Cependant, une fois que ce déclin accéléré de la mémoire a commencé, avoir participé à des activités stimulant plus mentalement au début de l’étude a été associée à un taux accru de déclin de la mémoire. Chaque jour d’activité supplémentaire a augmenté le déclin de la mémoire de 0,14 points SRT par an. Les chercheurs ont indiqué que leur modèle indiquait également que ceux qui participaient à des activités plus stimulantes au début de l’étude avaient des scores de SRT légèrement plus bas lorsqu’ils avaient reçu un diagnostic de démence, mais cette différence n’était pas statistiquement significative.

Ces résultats sont restés significatifs après la prise en compte de l’éducation précoce.

Quelles interprétations les chercheurs ont-ils tirées de ces résultats?

Les chercheurs concluent que le fait de s’engager dans des activités de loisirs stimulant mentalement a retardé l’apparition d’un déclin rapide de la mémoire chez les personnes atteintes de démence. Cet effet était indépendant du niveau d’éducation d’une personne.

Ils disent que leurs résultats suggèrent que la participation à des activités de loisirs stimulant mentalement peut maintenir la «vitalité» mentale, et que des études examinant si une participation accrue à de telles activités pourrait retarder ou prévenir la démence sont nécessaires.

Que fait le NHS Knowledge Service de cette étude?

Cette étude suggère que l’apparition d’un déclin mental rapide chez les personnes âgées qui développent une démence peut être retardée par la participation à des activités de loisirs stimulant mentalement. Cependant, il ne montre pas si la participation à ces activités affecte le risque de développer une démence. De plus, le fait d’avoir participé à plus d’activités mentales n’avait pas d’incidence sur l’âge auquel les gens avaient reçu un diagnostic de démence et, une fois le déclin de la mémoire commencé, était associé à un déclin plus rapide de la mémoire.

Comme le suggèrent les chercheurs, de futures études d’intervention prospective spécifiquement conçues pour déterminer si les activités mentales peuvent prévenir ou retarder la démence sont nécessaires.

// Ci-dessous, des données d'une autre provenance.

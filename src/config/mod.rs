//! Canonical environment configuration (`tt.yaml`).
//!
//! The schema mirrors what downstream tooling consumes: a single `tt` root
//! holding module, application, repository and template settings.  Every
//! section deserializes with `#[serde(default)]`, so a partial file is
//! completed from [`Config::defaults`].
pub mod app_dir;

use anyhow::{Context as _, Result};
use serde::{Deserialize, Serialize};
use std::path::{Path, PathBuf};

use crate::error::ConfigError;

/// Preferred canonical config file name.
pub const CONFIG_FILE_NAME: &str = "tt.yaml";

/// Alternative spelling accepted when it already exists.
const CONFIG_FILE_ALT_NAME: &str = "tt.yml";

/// Instances-enabled directory used when the working directory is a bare
/// environment root rather than a single application.
pub const INSTANCES_ENABLED_DIR_NAME: &str = "instances.enabled";

/// Root of the canonical config file.
#[derive(Debug, Clone, PartialEq, Eq, Serialize, Deserialize, Default)]
pub struct Config {
    /// Environment settings.
    #[serde(default)]
    pub tt: CliOpts,
}

/// Environment settings under the `tt` key.
#[derive(Debug, Clone, PartialEq, Eq, Serialize, Deserialize)]
#[serde(default)]
pub struct CliOpts {
    /// External modules location.
    pub modules: ModulesOpts,
    /// Application directory layout.
    pub app: AppOpts,
    /// Package repositories.
    pub repo: RepoOpts,
    /// Template search paths for `tt create`.
    pub templates: Vec<TemplateOpts>,
}

/// External modules settings.
#[derive(Debug, Clone, PartialEq, Eq, Serialize, Deserialize)]
#[serde(default)]
pub struct ModulesOpts {
    /// Directory holding external modules.
    pub directory: String,
}

/// Application directory layout and runtime settings.
#[derive(Debug, Clone, PartialEq, Eq, Serialize, Deserialize)]
#[serde(default)]
pub struct AppOpts {
    /// Directory holding enabled instances (one entry per application).
    pub instances_enabled: String,
    /// PID and control socket directory.
    pub run_dir: String,
    /// Log directory.
    pub log_dir: String,
    /// Maximum log file size in megabytes before rotation.
    pub log_maxsize: u32,
    /// Maximum number of days to retain rotated logs.
    pub log_maxage: u32,
    /// Maximum number of rotated logs to keep.
    pub log_maxbackups: u32,
    /// Restart instances that exit unexpectedly.
    pub restart_on_failure: bool,
    /// Write-ahead log directory.
    pub wal_dir: String,
    /// Secondary (vinyl) storage directory.
    pub vinyl_dir: String,
    /// Primary (memtx) snapshot directory.
    pub memtx_dir: String,
    /// Directory for installed binaries.
    pub bin_dir: String,
    /// Directory for installed headers.
    pub inc_dir: String,
    /// Preserve the directory naming used by the legacy control utility.
    pub tarantoolctl_layout: bool,
}

/// Package repository settings.
#[derive(Debug, Clone, PartialEq, Eq, Serialize, Deserialize)]
#[serde(default)]
pub struct RepoOpts {
    /// Rocks repository path or URL.
    pub rocks: String,
    /// Directory for downloaded distribution files.
    pub distfiles: String,
}

/// One template search path.
#[derive(Debug, Clone, PartialEq, Eq, Serialize, Deserialize)]
pub struct TemplateOpts {
    /// Directory holding application templates.
    pub path: String,
}

impl Default for CliOpts {
    fn default() -> Self {
        Self {
            modules: ModulesOpts::default(),
            app: AppOpts::default(),
            repo: RepoOpts::default(),
            templates: vec![TemplateOpts {
                path: "templates".to_string(),
            }],
        }
    }
}

impl Default for ModulesOpts {
    fn default() -> Self {
        Self {
            directory: "modules".to_string(),
        }
    }
}

impl Default for AppOpts {
    fn default() -> Self {
        Self {
            instances_enabled: ".".to_string(),
            run_dir: "var/run".to_string(),
            log_dir: "var/log".to_string(),
            log_maxsize: 100,
            log_maxage: 8,
            log_maxbackups: 10,
            restart_on_failure: false,
            wal_dir: "var/lib".to_string(),
            vinyl_dir: "var/lib".to_string(),
            memtx_dir: "var/lib".to_string(),
            bin_dir: "bin".to_string(),
            inc_dir: "include".to_string(),
            tarantoolctl_layout: false,
        }
    }
}

impl Default for RepoOpts {
    fn default() -> Self {
        Self {
            rocks: String::new(),
            distfiles: "distfiles".to_string(),
        }
    }
}

impl Config {
    /// Build a config populated with system defaults.
    #[must_use]
    pub fn defaults() -> Self {
        Self::default()
    }

    /// Directories the environment expects to exist, relative to its root.
    ///
    /// Empty entries are dropped.
    #[must_use]
    pub fn managed_directories(&self) -> Vec<&str> {
        let tt = &self.tt;
        [
            tt.app.instances_enabled.as_str(),
            tt.modules.directory.as_str(),
            tt.app.inc_dir.as_str(),
            tt.app.bin_dir.as_str(),
            tt.repo.distfiles.as_str(),
        ]
        .into_iter()
        .chain(tt.templates.iter().map(|t| t.path.as_str()))
        .filter(|d| !d.is_empty())
        .collect()
    }
}

/// Return the config file path to use in `dir`.
///
/// An existing `tt.yaml` or `tt.yml` is returned as is; when neither exists
/// the preferred `tt.yaml` path is returned.
///
/// # Errors
///
/// Returns [`ConfigError::Conflict`] when both spellings exist.
pub fn resolve_file_name(dir: &Path) -> Result<PathBuf, ConfigError> {
    let primary = dir.join(CONFIG_FILE_NAME);
    let alternative = dir.join(CONFIG_FILE_ALT_NAME);
    match (primary.exists(), alternative.exists()) {
        (true, true) => Err(ConfigError::Conflict {
            first: CONFIG_FILE_NAME.to_string(),
            second: CONFIG_FILE_ALT_NAME.to_string(),
        }),
        (false, true) => Ok(alternative),
        _ => Ok(primary),
    }
}

/// Locate and load the canonical config of the environment rooted at `dir`.
///
/// # Errors
///
/// Returns an error if no config exists, both spellings exist, or the file
/// cannot be read or parsed.
pub fn load_from_dir(dir: &Path) -> Result<(PathBuf, Config)> {
    let path = resolve_file_name(dir)?;
    if !path.exists() {
        return Err(ConfigError::NotFound {
            dir: dir.display().to_string(),
        }
        .into());
    }
    let config = load(&path)?;
    Ok((path, config))
}

/// Load a canonical config file.
///
/// # Errors
///
/// Returns an error if the file cannot be read or is not valid for the schema.
pub fn load(path: &Path) -> Result<Config> {
    let content = std::fs::read_to_string(path)
        .with_context(|| format!("Failed to read config file: {}", path.display()))?;
    if content.trim().is_empty() {
        return Ok(Config::defaults());
    }
    serde_yaml::from_str(&content).map_err(|source| {
        ConfigError::Parse {
            path: path.display().to_string(),
            source,
        }
        .into()
    })
}

/// Serialize `config` to `path`, replacing any existing file.
///
/// # Errors
///
/// Returns an error if serialization or the write fails.
pub fn write(path: &Path, config: &Config) -> Result<()> {
    let content = serde_yaml::to_string(config).map_err(ConfigError::from)?;
    std::fs::write(path, content)
        .with_context(|| format!("Failed to write config file: {}", path.display()))
}

#[cfg(test)]
#[allow(clippy::expect_used, clippy::unwrap_used, clippy::indexing_slicing)]
mod tests {
    use super::*;

    #[test]
    fn defaults_reference_expected_directories() {
        let config = Config::defaults();
        assert_eq!(
            config.managed_directories(),
            vec![".", "modules", "include", "bin", "distfiles", "templates"]
        );
        assert!(!config.tt.app.tarantoolctl_layout);
    }

    #[test]
    fn managed_directories_skip_empty_paths() {
        let mut config = Config::defaults();
        config.tt.app.inc_dir = String::new();
        config.tt.templates.push(TemplateOpts {
            path: String::new(),
        });
        assert!(!config.managed_directories().contains(&""));
        assert_eq!(config.managed_directories().len(), 5);
    }

    #[test]
    fn resolve_prefers_existing_alternative_spelling() {
        let dir = tempfile::tempdir().unwrap();
        assert_eq!(
            resolve_file_name(dir.path()).unwrap(),
            dir.path().join("tt.yaml")
        );
        std::fs::write(dir.path().join("tt.yml"), "").unwrap();
        assert_eq!(
            resolve_file_name(dir.path()).unwrap(),
            dir.path().join("tt.yml")
        );
    }

    #[test]
    fn resolve_rejects_both_spellings() {
        let dir = tempfile::tempdir().unwrap();
        std::fs::write(dir.path().join("tt.yaml"), "").unwrap();
        std::fs::write(dir.path().join("tt.yml"), "").unwrap();
        assert!(matches!(
            resolve_file_name(dir.path()),
            Err(ConfigError::Conflict { .. })
        ));
    }

    #[test]
    fn write_then_load_preserves_overrides() {
        let dir = tempfile::tempdir().unwrap();
        let path = dir.path().join(CONFIG_FILE_NAME);
        let mut config = Config::defaults();
        config.tt.app.wal_dir = "/var/lib/tarantool".to_string();
        config.tt.app.tarantoolctl_layout = true;

        write(&path, &config).unwrap();
        assert_eq!(load(&path).unwrap(), config);
    }

    #[test]
    fn partial_file_is_completed_from_defaults() {
        let dir = tempfile::tempdir().unwrap();
        let path = dir.path().join(CONFIG_FILE_NAME);
        std::fs::write(&path, "tt:\n  app:\n    run_dir: /run/app\n").unwrap();

        let config = load(&path).unwrap();
        assert_eq!(config.tt.app.run_dir, "/run/app");
        assert_eq!(config.tt.app.log_dir, "var/log");
        assert_eq!(config.tt.modules.directory, "modules");
        assert_eq!(config.tt.templates[0].path, "templates");
    }

    #[test]
    fn load_reports_parse_errors_with_path() {
        let dir = tempfile::tempdir().unwrap();
        let path = dir.path().join(CONFIG_FILE_NAME);
        std::fs::write(&path, "tt:\n  app: [unterminated\n").unwrap();

        let err = load(&path).unwrap_err();
        assert!(matches!(
            err.downcast_ref::<ConfigError>(),
            Some(ConfigError::Parse { .. })
        ));
        assert!(err.to_string().contains("tt.yaml"));
    }

    #[test]
    fn load_from_dir_requires_config() {
        let dir = tempfile::tempdir().unwrap();
        let err = load_from_dir(dir.path()).unwrap_err();
        assert!(matches!(
            err.downcast_ref::<ConfigError>(),
            Some(ConfigError::NotFound { .. })
        ));
    }

    #[test]
    fn emitted_yaml_has_tt_root_and_layout_flag() {
        let yaml = serde_yaml::to_string(&Config::defaults()).unwrap();
        assert!(yaml.starts_with("tt:\n"), "{yaml}");
        assert!(yaml.contains("tarantoolctl_layout: false"), "{yaml}");
        assert!(yaml.contains("instances_enabled:"), "{yaml}");
        assert!(yaml.contains("- path: templates"), "{yaml}");
    }
}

Cette étude jette les bases d’une telle recherche, mais il y a plusieurs points à noter qui signifient que ses résultats ne peuvent être considérés comme concluants:

Les participants ont signalé leur participation à des activités de stimulation mentale seulement à un moment donné. Leurs réponses peuvent ne pas refléter leur participation à de telles activités pendant leur vie avant ou après l’inscription à l’étude. Il est possible que les personnes dont les souvenirs avaient déjà commencé à décliner dans le cadre d’un processus conduisant à la démence lors du remplissage du questionnaire n’aient plus bénéficié d’activités stimulantes et aient donc moins participé.

Les activités de stimulation mentale évaluées ont été regroupées, ce qui signifie que les effets de chaque activité ne peuvent être déterminés. Les chercheurs suggèrent que certaines activités peuvent avoir plus d’effets que d’autres.

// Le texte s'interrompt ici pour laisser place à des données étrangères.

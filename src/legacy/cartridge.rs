//! Structured loader for `.cartridge.yml`.
use serde::Deserialize;
use std::path::Path;

use super::{DirectoryInfo, LayoutKind, LegacyLoader, non_empty};
use crate::error::LegacyError;

/// Keys of `.cartridge.yml` that describe the directory layout.
#[derive(Debug, Default, Deserialize)]
struct CartridgeOpts {
    #[serde(rename = "log-dir")]
    log_dir: Option<String>,
    #[serde(rename = "run-dir")]
    run_dir: Option<String>,
    #[serde(rename = "data-dir")]
    data_dir: Option<String>,
}

/// Reads a cartridge application config.
///
/// The single data directory feeds the WAL, vinyl and memtx paths alike.
#[derive(Debug, Default, Clone, Copy)]
pub struct CartridgeLoader;

impl LegacyLoader for CartridgeLoader {
    fn load(&self, path: &Path) -> Result<DirectoryInfo, LegacyError> {
        let content = std::fs::read_to_string(path).map_err(|source| LegacyError::Io {
            path: path.display().to_string(),
            source,
        })?;
        let value: serde_yaml::Value =
            serde_yaml::from_str(&content).map_err(LegacyError::Cartridge)?;
        let opts: CartridgeOpts = if value.is_null() {
            CartridgeOpts::default()
        } else {
            serde_yaml::from_value(value).map_err(LegacyError::Cartridge)?
        };

        let data_dir = opts.data_dir.and_then(non_empty);
        Ok(DirectoryInfo {
            run_dir: opts.run_dir.and_then(non_empty),
            log_dir: opts.log_dir.and_then(non_empty),
            wal_dir: data_dir.clone(),
            vinyl_dir: data_dir.clone(),
            memtx_dir: data_dir,
            layout: LayoutKind::Cartridge,
            ..DirectoryInfo::default()
        })
    }
}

L’étude était relativement petite, avec seulement 101 personnes développant la démence antidote. Une étude plus vaste, de préférence un essai contrôlé, fournirait des résultats plus robustes.

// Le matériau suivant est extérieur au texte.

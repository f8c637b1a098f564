//! Command-line argument definitions.
use clap::{Parser, Subcommand};
use std::path::PathBuf;

use crate::pack::PackFormat;
use crate::platform::Arch;

/// Top-level CLI entry point.
#[derive(Parser, Debug)]
#[command(
    name = "tt",
    about = "Tarantool environment bootstrap and packaging",
    version
)]
pub struct Cli {
    /// Subcommand to run.
    #[command(subcommand)]
    pub command: Command,

    /// Enable verbose output
    #[arg(short, long, global = true)]
    pub verbose: bool,

    /// Options shared by every subcommand.
    #[command(flatten)]
    pub global: GlobalOpts,
}

/// Options shared across all subcommands.
#[derive(Parser, Debug, Clone)]
pub struct GlobalOpts {
    /// Environment directory (defaults to the current directory)
    #[arg(short = 'C', long = "dir", global = true)]
    pub dir: Option<PathBuf>,

    /// Tarantool executable (defaults to the one found in PATH)
    #[arg(long, global = true)]
    pub tarantool: Option<PathBuf>,
}

/// Available subcommands.
#[derive(Subcommand, Debug)]
pub enum Command {
    /// Create an environment config, migrating legacy configs if present
    Init(InitOpts),
    /// Package the environment
    Pack(PackOpts),
    /// Print version information
    Version,
}

/// Options for the `init` subcommand.
#[derive(Parser, Debug, Clone)]
pub struct InitOpts {
    /// Overwrite an existing config without asking
    #[arg(short, long)]
    pub force: bool,

    /// Ignore .cartridge.yml and .tarantoolctl
    #[arg(short, long)]
    pub skip_config: bool,
}

/// Options for the `pack` subcommand.
#[derive(Parser, Debug, Clone)]
pub struct PackOpts {
    /// Package formats to build
    #[arg(value_enum, required = true, num_args = 1..)]
    pub formats: Vec<PackFormat>,

    /// Package version
    #[arg(long)]
    pub version: Option<String>,

    /// Package name (defaults to the environment directory name)
    #[arg(long)]
    pub name: Option<String>,

    /// Target architecture (x86_64, aarch64)
    #[arg(long)]
    pub arch: Option<Arch>,

    /// Directory for the built packages
    #[arg(short, long)]
    pub output: Option<PathBuf>,

    /// Embed the tarantool executable in the package
    #[arg(long, conflicts_with = "without_binaries")]
    pub with_tarantool: bool,

    /// Do not embed the tarantool executable
    #[arg(long)]
    pub without_binaries: bool,

    /// Custom systemd unit template
    #[arg(long)]
    pub unit_template: Option<PathBuf>,

    /// Environment config to use instead of the one in the environment directory
    #[arg(long)]
    pub config: Option<PathBuf>,
}

impl PackOpts {
    /// Runtime embedding requested on the command line, if any.
    #[must_use]
    pub const fn include_runtime(&self) -> Option<bool> {
        if self.with_tarantool {
            Some(true)
        } else if self.without_binaries {
            Some(false)
        } else {
            None
        }
    }
}

#[cfg(test)]
#[allow(clippy::expect_used, clippy::unwrap_used, clippy::panic)]
mod tests {
    use super::*;
    use clap::CommandFactory;

    fn parse_pack(args: &[&str]) -> PackOpts {
        let cli = Cli::parse_from(args);
        match cli.command {
            Command::Pack(opts) => opts,
            other => panic!("expected pack command, got {other:?}"),
        }
    }

    #[test]
    fn verify_cli() {
        Cli::command().debug_assert();
    }

    #[test]
    fn parse_init_flags() {
        let cli = Cli::parse_from(["tt", "init", "--force", "--skip-config"]);
        assert!(
            matches!(&cli.command, Command::Init(opts) if opts.force && opts.skip_config),
            "{cli:?}"
        );
    }

    #[test]
    fn parse_global_dir_short() {
        let cli = Cli::parse_from(["tt", "-C", "/srv/env", "init"]);
        assert_eq!(cli.global.dir, Some(PathBuf::from("/srv/env")));
    }

    #[test]
    fn parse_tarantool_after_subcommand() {
        let cli = Cli::parse_from(["tt", "init", "--tarantool", "/opt/tarantool"]);
        assert_eq!(cli.global.tarantool, Some(PathBuf::from("/opt/tarantool")));
    }

    #[test]
    fn parse_multiple_formats() {
        let opts = parse_pack(&["tt", "pack", "rpm", "deb", "--version", "1.2.3"]);
        assert_eq!(opts.formats, vec![PackFormat::Rpm, PackFormat::Deb]);
        assert_eq!(opts.version.as_deref(), Some("1.2.3"));
        assert_eq!(opts.include_runtime(), None);
    }

    #[test]
    fn parse_arch_override() {
        let opts = parse_pack(&["tt", "pack", "deb", "--arch", "arm64"]);
        assert_eq!(opts.arch, Some(Arch::Aarch64));
    }

    #[test]
    fn unsupported_arch_is_rejected() {
        assert!(Cli::try_parse_from(["tt", "pack", "rpm", "--arch", "sparc"]).is_err());
    }

    #[test]
    fn pack_requires_a_format() {
        assert!(Cli::try_parse_from(["tt", "pack"]).is_err());
        assert!(Cli::try_parse_from(["tt", "pack", "docker"]).is_err());
    }

    #[test]
    fn runtime_flags_conflict() {
        assert!(
            Cli::try_parse_from(["tt", "pack", "tgz", "--with-tarantool", "--without-binaries"])
                .is_err()
        );
        let opts = parse_pack(&["tt", "pack", "tgz", "--without-binaries"]);
        assert_eq!(opts.include_runtime(), Some(false));
        let opts = parse_pack(&["tt", "pack", "tgz", "--with-tarantool"]);
        assert_eq!(opts.include_runtime(), Some(true));
    }

    #[test]
    fn parse_version() {
        let cli = Cli::parse_from(["tt", "version"]);
        assert!(matches!(cli.command, Command::Version));
    }

    #[test]
    fn parse_verbose() {
        let cli = Cli::parse_from(["tt", "-v", "init"]);
        assert!(cli.verbose);
    }
}
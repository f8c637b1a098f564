//! Tarantool environment bootstrap and packaging.
//!
//! `tt init` migrates legacy directory settings (`.cartridge.yml`,
//! `.tarantoolctl`) into a canonical `tt.yaml` and creates the directories it
//! references. `tt pack` turns the environment into RPM, Debian or tarball
//! packages with embedded systemd units.
//!
//! The public API is organised into layers:
//!
//! - **[`config`]**: the canonical config schema and its file
//! - **[`legacy`]**: loaders for legacy sources and the chain that tries them
//! - **[`bootstrap`]**: the `init` state machine
//! - **[`pack`]**: format packers and the staging helpers they share
//! - **[`commands`]**: top-level subcommand orchestration (`init`, `pack`)
#![deny(clippy::or_fun_call)]
#![deny(clippy::bool_to_int_with_if)]

pub mod bootstrap;
pub mod cli;
pub mod commands;
pub mod config;
pub mod error;
pub mod exec;
pub mod legacy;
pub mod logging;
pub mod pack;
pub mod platform;
pub mod prompt;
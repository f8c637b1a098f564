//! Subcommand implementations and shared argument resolution.
pub mod init;
pub mod pack;
pub mod version;

use anyhow::{Context as _, Result};
use std::path::PathBuf;

use crate::cli::GlobalOpts;

/// Resolve the environment directory: `--dir` if given, else the current
/// directory.
///
/// # Errors
///
/// Returns an error if the directory does not exist or the current directory
/// cannot be determined.
pub fn resolve_dir(global: &GlobalOpts) -> Result<PathBuf> {
    let dir = match &global.dir {
        Some(dir) => dir.clone(),
        None => std::env::current_dir().context("determining current directory")?,
    };
    dunce::canonicalize(&dir).with_context(|| format!("resolving directory {}", dir.display()))
}

/// Resolve the interpreter: `--tarantool` if given, else `tarantool` on
/// `PATH`. Absence is not an error until something needs the interpreter.
#[must_use]
pub fn resolve_tarantool(global: &GlobalOpts) -> Option<PathBuf> {
    global
        .tarantool
        .clone()
        .or_else(|| which::which("tarantool").ok())
}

Il est possible que les différences entre les groupes les plus actifs et les moins actifs soient causées par des déséquilibres entre les groupes autres que leur activité mentale. Autre que l’éducation, cette étude n’a pas examiné les effets d’autres facteurs qui pourraient potentiellement affecter le risque de développer la démence, donc cette possibilité ne peut pas être exclue.

L’étude a été réalisée aux États-Unis et la majorité des participants étaient blancs. En tant que tels, les résultats peuvent ne pas s’appliquer aux personnes vivant dans différents pays ou de différents groupes ethniques.

Bien que cette étude en elle-même ne prouve pas qu’une activité mentale accrue réduit le risque de démence, le fait de rester mentalement et physiquement actif semble être bénéfique pour les personnes de tout âge.